Liberty wasn't interested in coming to Tim, but he stuck with her throughout the afternoon. She took to the air and ate up the sky. He followed her with telemetry but never actually saw her again that day. She was far too high in the big blue, riding the clouds. Only the punctuated electronic beep, faint and ethereal, coming from the receiver in Tim's hand was evidence that she still existed. Her indomitable attitude, never lacking strength, had irrevocably morphed to the next level. It was time for her to return to the wild.
Tim was lucky to reunite with her the following day and again, for one last time, hold her on his gloved hand. He removed the radio transmitter and other falconry equipment in preparation for her release.
Flight to Freedom
I had the honor of setting Liberty free at her birthplace in Echo Canyon on Camelback Mountain a few days later. True to the spirit she had shown all along, Liberty courageously faced a wild prairie falcon that came in to express its territorial rights. Where most newly released falcons would have slunk away, Liberty stood her ground and even pushed back a bit in the air. The prairie falcon seemed perplexed by the confident newcomer and hung back. Then Liberty swung out of Echo Canyon, out of our view, and flew into her future on confident wings.
Through the long process preparing for her release, this peregrine had contact with many people - Field Services, Rescue and Transport, Daily Care, and Medical Services volunteers, veterinarians, and Tim, the person who knew her most intimately.

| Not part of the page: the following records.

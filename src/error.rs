/// Unified error types for FillTheHole
use axum::{
    http::{header, HeaderValue, StatusCode},
    response::{IntoResponse, Response},
    Json,
};
use serde::{Deserialize, Serialize};
use thiserror::Error;

/// Main error type for the service
#[derive(Error, Debug)]
pub enum HoleError {
    /// Database errors
    #[error("Database error: {0}")]
    Database(#[from] sqlx::Error),

    /// Authentication errors
    ///
    /// Login failures carry one fixed message regardless of the underlying
    /// cause; the cause is recorded in the attempt log instead.
    #[error("Authentication failed: {0}")]
    Authentication(String),

    /// Authorization errors
    #[error("Not authorized: {0}")]
    Authorization(String),

    /// Validation errors
    #[error("Validation error: {0}")]
    Validation(String),

    /// Report location falls outside the service region
    #[error("Location is outside the service area")]
    OutOfRegion,

    /// Upload exceeds the configured size cap
    #[error("Payload too large: {0}")]
    PayloadTooLarge(String),

    /// Content rejected by automated moderation
    #[error("Content rejected: {0}")]
    Rejected(String),

    /// Rate limiting errors
    #[error("Rate limit exceeded")]
    RateLimitExceeded { retry_after: std::time::Duration },

    /// Not found errors
    #[error("Not found: {0}")]
    NotFound(String),

    /// Conflict errors (e.g., duplicate account, challenge already used)
    #[error("Conflict: {0}")]
    Conflict(String),

    /// Upstream collaborator unavailable
    #[error("Upstream unavailable: {0}")]
    UpstreamUnavailable(String),

    /// Internal server errors
    #[error("Internal error: {0}")]
    Internal(String),

    /// IO errors
    #[error("IO error: {0}")]
    Io(#[from] std::io::Error),
}

/// JSON error response format
#[derive(Debug, Serialize, Deserialize)]
pub struct ErrorResponse {
    pub error: String,
    pub message: String,
}

/// Convert HoleError to HTTP response
impl IntoResponse for HoleError {
    fn into_response(self) -> Response {
        let retry_after = match &self {
            HoleError::RateLimitExceeded { retry_after } => Some(retry_after.as_secs().max(1)),
            _ => None,
        };

        let (status, error_code, message) = match self {
            HoleError::Authentication(_) => (
                StatusCode::UNAUTHORIZED,
                "AuthenticationRequired",
                self.to_string(),
            ),
            HoleError::Authorization(_) => (StatusCode::FORBIDDEN, "Forbidden", self.to_string()),
            HoleError::Validation(_) => (
                StatusCode::BAD_REQUEST,
                "InvalidRequest",
                self.to_string(),
            ),
            HoleError::OutOfRegion => (
                StatusCode::UNPROCESSABLE_ENTITY,
                "OutOfRegion",
                self.to_string(),
            ),
            HoleError::PayloadTooLarge(_) => (
                StatusCode::PAYLOAD_TOO_LARGE,
                "PayloadTooLarge",
                self.to_string(),
            ),
            HoleError::Rejected(_) => (
                StatusCode::UNPROCESSABLE_ENTITY,
                "ContentRejected",
                self.to_string(),
            ),
            HoleError::NotFound(_) => (StatusCode::NOT_FOUND, "NotFound", self.to_string()),
            HoleError::Conflict(_) => (StatusCode::CONFLICT, "Conflict", self.to_string()),
            HoleError::RateLimitExceeded { .. } => (
                StatusCode::TOO_MANY_REQUESTS,
                "RateLimitExceeded",
                "Too many requests. Please try again later.".to_string(),
            ),
            HoleError::UpstreamUnavailable(_) => (
                StatusCode::SERVICE_UNAVAILABLE,
                "UpstreamUnavailable",
                "A dependent service is unavailable".to_string(),
            ),
            HoleError::Database(ref e) => {
                tracing::error!("Database error: {}", e);
                (
                    StatusCode::INTERNAL_SERVER_ERROR,
                    "InternalServerError",
                    "Internal server error".to_string(), // Don't leak details
                )
            }
            HoleError::Internal(ref e) => {
                tracing::error!("Internal error: {}", e);
                (
                    StatusCode::INTERNAL_SERVER_ERROR,
                    "InternalServerError",
                    "Internal server error".to_string(),
                )
            }
            HoleError::Io(ref e) => {
                tracing::error!("IO error: {}", e);
                (
                    StatusCode::INTERNAL_SERVER_ERROR,
                    "InternalServerError",
                    "Internal server error".to_string(),
                )
            }
        };

        let body = Json(ErrorResponse {
            error: error_code.to_string(),
            message,
        });

        let mut response = (status, body).into_response();
        if let Some(secs) = retry_after {
            if let Ok(value) = HeaderValue::from_str(&secs.to_string()) {
                response.headers_mut().insert(header::RETRY_AFTER, value);
            }
        }
        response
    }
}

/// Result type alias for service operations
pub type HoleResult<T> = Result<T, HoleError>;

#[cfg(test)]
mod tests {
    use super::*;
    use std::time::Duration;

    #[test]
    fn test_rate_limit_sets_retry_after() {
        let response = HoleError::RateLimitExceeded {
            retry_after: Duration::from_secs(42),
        }
        .into_response();

        assert_eq!(response.status(), StatusCode::TOO_MANY_REQUESTS);
        assert_eq!(response.headers().get(header::RETRY_AFTER).unwrap(), "42");
    }

    #[test]
    fn test_status_mapping() {
        assert_eq!(
            HoleError::OutOfRegion.into_response().status(),
            StatusCode::UNPROCESSABLE_ENTITY
        );
        assert_eq!(
            HoleError::Conflict("x".into()).into_response().status(),
            StatusCode::CONFLICT
        );
        assert_eq!(
            HoleError::Internal("secret detail".into()).into_response().status(),
            StatusCode::INTERNAL_SERVER_ERROR
        );
    }
}
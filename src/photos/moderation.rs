/// Automated image moderation
///
/// A moderator returns the highest unsafe-content probability it finds, or
/// `None` when it cannot decide. Undecided photos go to manual review.
use crate::config::ModerationConfig;
use async_trait::async_trait;
use reqwest::multipart::{Form, Part};
use secrecy::ExposeSecret;
use serde::Deserialize;

#[async_trait]
pub trait ImageModerator: Send + Sync {
    async fn score(&self, image: &[u8], content_type: &str) -> Option<f64>;
}

/// Moderator used when no provider is configured
pub struct ManualReviewOnly;

#[async_trait]
impl ImageModerator for ManualReviewOnly {
    async fn score(&self, _image: &[u8], _content_type: &str) -> Option<f64> {
        None
    }
}

#[derive(Debug, Deserialize)]
struct SightEngineResponse {
    status: String,
    #[serde(default)]
    nudity: Option<NudityScores>,
    #[serde(default)]
    offensive: Option<OffensiveScores>,
}

#[derive(Debug, Deserialize)]
struct NudityScores {
    #[serde(default)]
    sexual_activity: Option<f64>,
    #[serde(default)]
    sexual_display: Option<f64>,
}

#[derive(Debug, Deserialize)]
struct OffensiveScores {
    #[serde(default)]
    prob: Option<f64>,
}

impl SightEngineResponse {
    fn score(&self) -> Option<f64> {
        if self.status != "success" {
            return None;
        }
        let nudity = self
            .nudity
            .as_ref()
            .map(|n| {
                n.sexual_activity
                    .unwrap_or(0.0)
                    .max(n.sexual_display.unwrap_or(0.0))
            })
            .unwrap_or(0.0);
        let offensive = self
            .offensive
            .as_ref()
            .and_then(|o| o.prob)
            .unwrap_or(0.0);
        Some(nudity.max(offensive))
    }
}

/// SightEngine `check.json` client
pub struct SightEngineModerator {
    client: reqwest::Client,
    config: ModerationConfig,
}

impl SightEngineModerator {
    /// `None` when credentials are missing
    pub fn from_config(config: &ModerationConfig) -> Option<Self> {
        if config.api_user.is_none() || config.api_secret.is_none() {
            return None;
        }

        let client = reqwest::Client::builder()
            .timeout(config.timeout)
            .build()
            .map_err(|e| tracing::error!("Failed to build moderation client: {}", e))
            .ok()?;

        Some(Self {
            client,
            config: config.clone(),
        })
    }

    async fn request(&self, image: &[u8], content_type: &str) -> Result<f64, String> {
        let api_user = self.config.api_user.clone().unwrap_or_default();
        let api_secret = self
            .config
            .api_secret
            .as_ref()
            .map(|s| s.expose_secret().to_string())
            .unwrap_or_default();

        let media = Part::bytes(image.to_vec())
            .file_name(format!("photo.{}", super::extension_for(content_type)))
            .mime_str(content_type)
            .map_err(|e| e.to_string())?;

        let form = Form::new()
            .part("media", media)
            .text("models", "nudity,offensive")
            .text("api_user", api_user)
            .text("api_secret", api_secret);

        let response = self
            .client
            .post(&self.config.endpoint)
            .multipart(form)
            .send()
            .await
            .map_err(|e| e.to_string())?;

        if !response.status().is_success() {
            return Err(format!("status {}", response.status()));
        }

        let body: SightEngineResponse = response.json().await.map_err(|e| e.to_string())?;
        body.score()
            .ok_or_else(|| format!("provider status {}", body.status))
    }
}

#[async_trait]
impl ImageModerator for SightEngineModerator {
    async fn score(&self, image: &[u8], content_type: &str) -> Option<f64> {
        match self.request(image, content_type).await {
            Ok(score) => Some(score),
            Err(e) => {
                tracing::warn!("Moderation check failed, deferring photo to manual review: {}", e);
                None
            }
        }
    }
}
/// Cryptographic primitives for credentials and request binding

pub mod vault;

pub use vault::{
    hmac_hex, random_code, random_token, secure_compare, BackupCodeMatch, CredentialVault,
};
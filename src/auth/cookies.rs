/// Admin cookie construction
use crate::auth::csrf::CSRF_COOKIE;
use axum_extra::extract::cookie::{Cookie, CookieJar, SameSite};

pub const SESSION_COOKIE: &str = "admin_session";
pub const TRUSTED_DEVICE_COOKIE: &str = "admin_trusted_device";

const SESSION_COOKIE_HOURS: i64 = 24;

/// Session cookie: HttpOnly, strict same-site
pub fn session_cookie(session_id: String, secure: bool) -> Cookie<'static> {
    Cookie::build((SESSION_COOKIE, session_id))
        .path("/")
        .http_only(true)
        .secure(secure)
        .same_site(SameSite::Strict)
        .max_age(time::Duration::hours(SESSION_COOKIE_HOURS))
        .build()
}

/// CSRF cookie: readable by the admin UI so it can echo it in a header
pub fn csrf_cookie(token: String, secure: bool) -> Cookie<'static> {
    Cookie::build((CSRF_COOKIE, token))
        .path("/")
        .http_only(false)
        .secure(secure)
        .same_site(SameSite::Strict)
        .max_age(time::Duration::hours(SESSION_COOKIE_HOURS))
        .build()
}

pub fn trusted_device_cookie(
    token: String,
    secure: bool,
    ttl: chrono::Duration,
) -> Cookie<'static> {
    Cookie::build((TRUSTED_DEVICE_COOKIE, token))
        .path("/")
        .http_only(true)
        .secure(secure)
        .same_site(SameSite::Strict)
        .max_age(time::Duration::seconds(ttl.num_seconds()))
        .build()
}

/// Drop session and CSRF cookies; the trusted device cookie survives sign-out
pub fn clear_session_cookies(jar: CookieJar) -> CookieJar {
    jar.remove(Cookie::build(SESSION_COOKIE).path("/"))
        .remove(Cookie::build(CSRF_COOKIE).path("/"))
}

#[cfg(test)]
mod tests {
    use super::*;

    #[test]
    fn test_session_cookie_attributes() {
        let cookie = session_cookie("abc".into(), true);
        assert_eq!(cookie.name(), SESSION_COOKIE);
        assert_eq!(cookie.http_only(), Some(true));
        assert_eq!(cookie.secure(), Some(true));
        assert_eq!(cookie.same_site(), Some(SameSite::Strict));
        assert_eq!(cookie.path(), Some("/"));
    }

    #[test]
    fn test_csrf_cookie_is_script_readable() {
        let cookie = csrf_cookie("tok".into(), false);
        assert_eq!(cookie.http_only(), Some(false));
        assert_eq!(cookie.secure(), Some(false));
    }

    #[test]
    fn test_trusted_device_lifetime() {
        let cookie = trusted_device_cookie("t".into(), true, chrono::Duration::days(30));
        assert_eq!(cookie.max_age(), Some(time::Duration::days(30)));
    }
}
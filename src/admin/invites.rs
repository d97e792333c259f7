/// Invite Code Management System
use crate::{
    admin::Role,
    crypto::random_token,
    db,
    error::{HoleError, HoleResult},
};
use chrono::{DateTime, Duration, Utc};
use serde::Serialize;
use sqlx::{sqlite::SqliteRow, Row, SqliteConnection, SqlitePool};
use uuid::Uuid;

const INVITE_COLUMNS: &str =
    "id, code, email, role, created_by, created_at, expires_at, is_active, used_by, used_at";

/// Invite code
#[derive(Debug, Clone, Serialize)]
#[serde(rename_all = "camelCase")]
pub struct InviteCode {
    pub id: String,
    pub code: String,
    /// When set, only this address may redeem the invite
    pub email: Option<String>,
    pub role: Role,
    pub created_by: Option<String>,
    pub created_at: DateTime<Utc>,
    pub expires_at: DateTime<Utc>,
    pub is_active: bool,
    pub used_by: Option<String>,
    pub used_at: Option<DateTime<Utc>>,
}

impl InviteCode {
    fn from_row(row: &SqliteRow) -> HoleResult<Self> {
        let role: String = row.get("role");
        let created_at: String = row.get("created_at");
        let expires_at: String = row.get("expires_at");

        Ok(Self {
            id: row.get("id"),
            code: row.get("code"),
            email: row.get("email"),
            role: role.parse()?,
            created_by: row.get("created_by"),
            created_at: db::parse_timestamp(&created_at)?,
            expires_at: db::parse_timestamp(&expires_at)?,
            is_active: row.get("is_active"),
            used_by: row.get("used_by"),
            used_at: db::parse_optional_timestamp(row.get("used_at"))?,
        })
    }

    /// Check the invite can be redeemed by `email` at `now`
    pub fn check_redeemable(&self, email: &str, now: DateTime<Utc>) -> HoleResult<()> {
        if !self.is_active || self.used_at.is_some() {
            return Err(HoleError::Validation(
                "Invite code is no longer valid".to_string(),
            ));
        }
        if self.expires_at <= now {
            return Err(HoleError::Validation("Invite code has expired".to_string()));
        }
        if let Some(restricted) = &self.email {
            if !restricted.eq_ignore_ascii_case(email.trim()) {
                return Err(HoleError::Validation(
                    "This invite code was issued for a different email address".to_string(),
                ));
            }
        }
        Ok(())
    }
}

/// Invite code manager
#[derive(Clone)]
pub struct InviteCodeManager {
    db: SqlitePool,
    ttl: Duration,
}

impl InviteCodeManager {
    pub fn new(db: SqlitePool, ttl: Duration) -> Self {
        Self { db, ttl }
    }

    /// Create invite code
    pub async fn create_invite(
        &self,
        created_by: &str,
        role: Role,
        email: Option<&str>,
    ) -> HoleResult<InviteCode> {
        let now = Utc::now();
        let invite = InviteCode {
            id: Uuid::new_v4().to_string(),
            code: random_token(),
            email: email
                .map(|e| e.trim().to_lowercase())
                .filter(|e| !e.is_empty()),
            role,
            created_by: Some(created_by.to_string()),
            created_at: now,
            expires_at: now + self.ttl,
            is_active: true,
            used_by: None,
            used_at: None,
        };

        sqlx::query(
            r#"
            INSERT INTO admin_invite_codes (id, code, email, role, created_by, created_at, expires_at, is_active)
            VALUES (?, ?, ?, ?, ?, ?, ?, 1)
            "#,
        )
        .bind(&invite.id)
        .bind(&invite.code)
        .bind(&invite.email)
        .bind(role.as_str())
        .bind(created_by)
        .bind(db::timestamp(invite.created_at))
        .bind(db::timestamp(invite.expires_at))
        .execute(&self.db)
        .await?;

        Ok(invite)
    }

    pub async fn find_by_code(&self, code: &str) -> HoleResult<Option<InviteCode>> {
        let row = sqlx::query(&format!(
            "SELECT {} FROM admin_invite_codes WHERE code = ?",
            INVITE_COLUMNS
        ))
        .bind(code.trim())
        .fetch_optional(&self.db)
        .await?;

        row.as_ref().map(InviteCode::from_row).transpose()
    }

    /// List invite codes, newest first
    pub async fn list_codes(&self) -> HoleResult<Vec<InviteCode>> {
        let rows = sqlx::query(&format!(
            "SELECT {} FROM admin_invite_codes ORDER BY created_at DESC",
            INVITE_COLUMNS
        ))
        .fetch_all(&self.db)
        .await?;

        rows.iter().map(InviteCode::from_row).collect()
    }

    /// Disable an unused invite
    pub async fn deactivate(&self, id: &str) -> HoleResult<()> {
        let result = sqlx::query(
            "UPDATE admin_invite_codes SET is_active = 0 WHERE id = ? AND used_at IS NULL",
        )
        .bind(id)
        .execute(&self.db)
        .await?;

        if result.rows_affected() == 0 {
            return Err(HoleError::NotFound(
                "No unused invite with that id".to_string(),
            ));
        }
        Ok(())
    }

    /// Mark an invite used, first writer wins
    ///
    /// Runs on the caller's transaction so a lost race rolls back the
    /// account created alongside it.
    pub async fn redeem(
        conn: &mut SqliteConnection,
        invite_id: &str,
        user_id: &str,
    ) -> HoleResult<()> {
        let now = db::now_timestamp();
        let result = sqlx::query(
            r#"
            UPDATE admin_invite_codes
            SET used_by = ?, used_at = ?
            WHERE id = ? AND used_at IS NULL AND is_active = 1 AND expires_at > ?
            "#,
        )
        .bind(user_id)
        .bind(&now)
        .bind(invite_id)
        .bind(&now)
        .execute(&mut *conn)
        .await?;

        if result.rows_affected() == 0 {
            return Err(HoleError::Conflict(
                "Invite code has already been used".to_string(),
            ));
        }
        Ok(())
    }
}

#[cfg(test)]
mod tests {
    use super::*;

    async fn setup() -> (SqlitePool, InviteCodeManager, String) {
        let pool = db::connect_in_memory().await.unwrap();
        let now = db::now_timestamp();
        sqlx::query(
            "INSERT INTO admin_users (id, email, password_hash, first_name, last_name, role, is_active, activated_at, created_at) \
             VALUES ('admin-1', 'a@example.com', 'x', 'A', 'B', 'admin', 1, ?, ?)",
        )
        .bind(&now)
        .bind(&now)
        .execute(&pool)
        .await
        .unwrap();
        let manager = InviteCodeManager::new(pool.clone(), Duration::days(7));
        (pool, manager, "admin-1".to_string())
    }

    #[tokio::test]
    async fn test_create_invite_has_seven_day_expiry() {
        let (_pool, invites, admin) = setup().await;
        let invite = invites
            .create_invite(&admin, Role::Editor, Some(" New@Example.com "))
            .await
            .unwrap();

        assert_eq!(invite.expires_at - invite.created_at, Duration::days(7));
        assert_eq!(invite.email.as_deref(), Some("new@example.com"));

        let stored = invites.find_by_code(&invite.code).await.unwrap().unwrap();
        assert_eq!(stored.role, Role::Editor);
        assert!(stored.check_redeemable("NEW@example.com", Utc::now()).is_ok());
        assert!(stored.check_redeemable("other@example.com", Utc::now()).is_err());
    }

    #[tokio::test]
    async fn test_redeem_is_first_writer_wins() {
        let (pool, invites, admin) = setup().await;
        let invite = invites.create_invite(&admin, Role::Viewer, None).await.unwrap();

        let mut conn = pool.acquire().await.unwrap();
        InviteCodeManager::redeem(&mut conn, &invite.id, &admin).await.unwrap();
        let second = InviteCodeManager::redeem(&mut conn, &invite.id, &admin).await;
        assert!(matches!(second, Err(HoleError::Conflict(_))));
    }

    #[tokio::test]
    async fn test_deactivated_invite_not_redeemable() {
        let (_pool, invites, admin) = setup().await;
        let invite = invites.create_invite(&admin, Role::Viewer, None).await.unwrap();
        invites.deactivate(&invite.id).await.unwrap();

        let stored = invites.find_by_code(&invite.code).await.unwrap().unwrap();
        assert!(stored.check_redeemable("x@example.com", Utc::now()).is_err());
    }

    #[test]
    fn test_expired_invite_rejected() {
        let now = Utc::now();
        let invite = InviteCode {
            id: "i".into(),
            code: "c".into(),
            email: None,
            role: Role::Viewer,
            created_by: None,
            created_at: now - Duration::days(8),
            expires_at: now - Duration::days(1),
            is_active: true,
            used_by: None,
            used_at: None,
        };
        assert!(invite.check_redeemable("x@example.com", now).is_err());
    }
}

Even though he couldn't be at the release due to family obligations, Tim was insistent that we not delay in returning her to the wild. His parting thoughts, those of a nervous teacher at graduation, spoke for us all.
"Today, I have only one wish for her - that she catches one more dove. If she can catch the next one, the others will follow. I am both thrilled, and terrified. I'll miss her, but there is only one place for Liberty - she made that clear. Today, we give her a shot at it."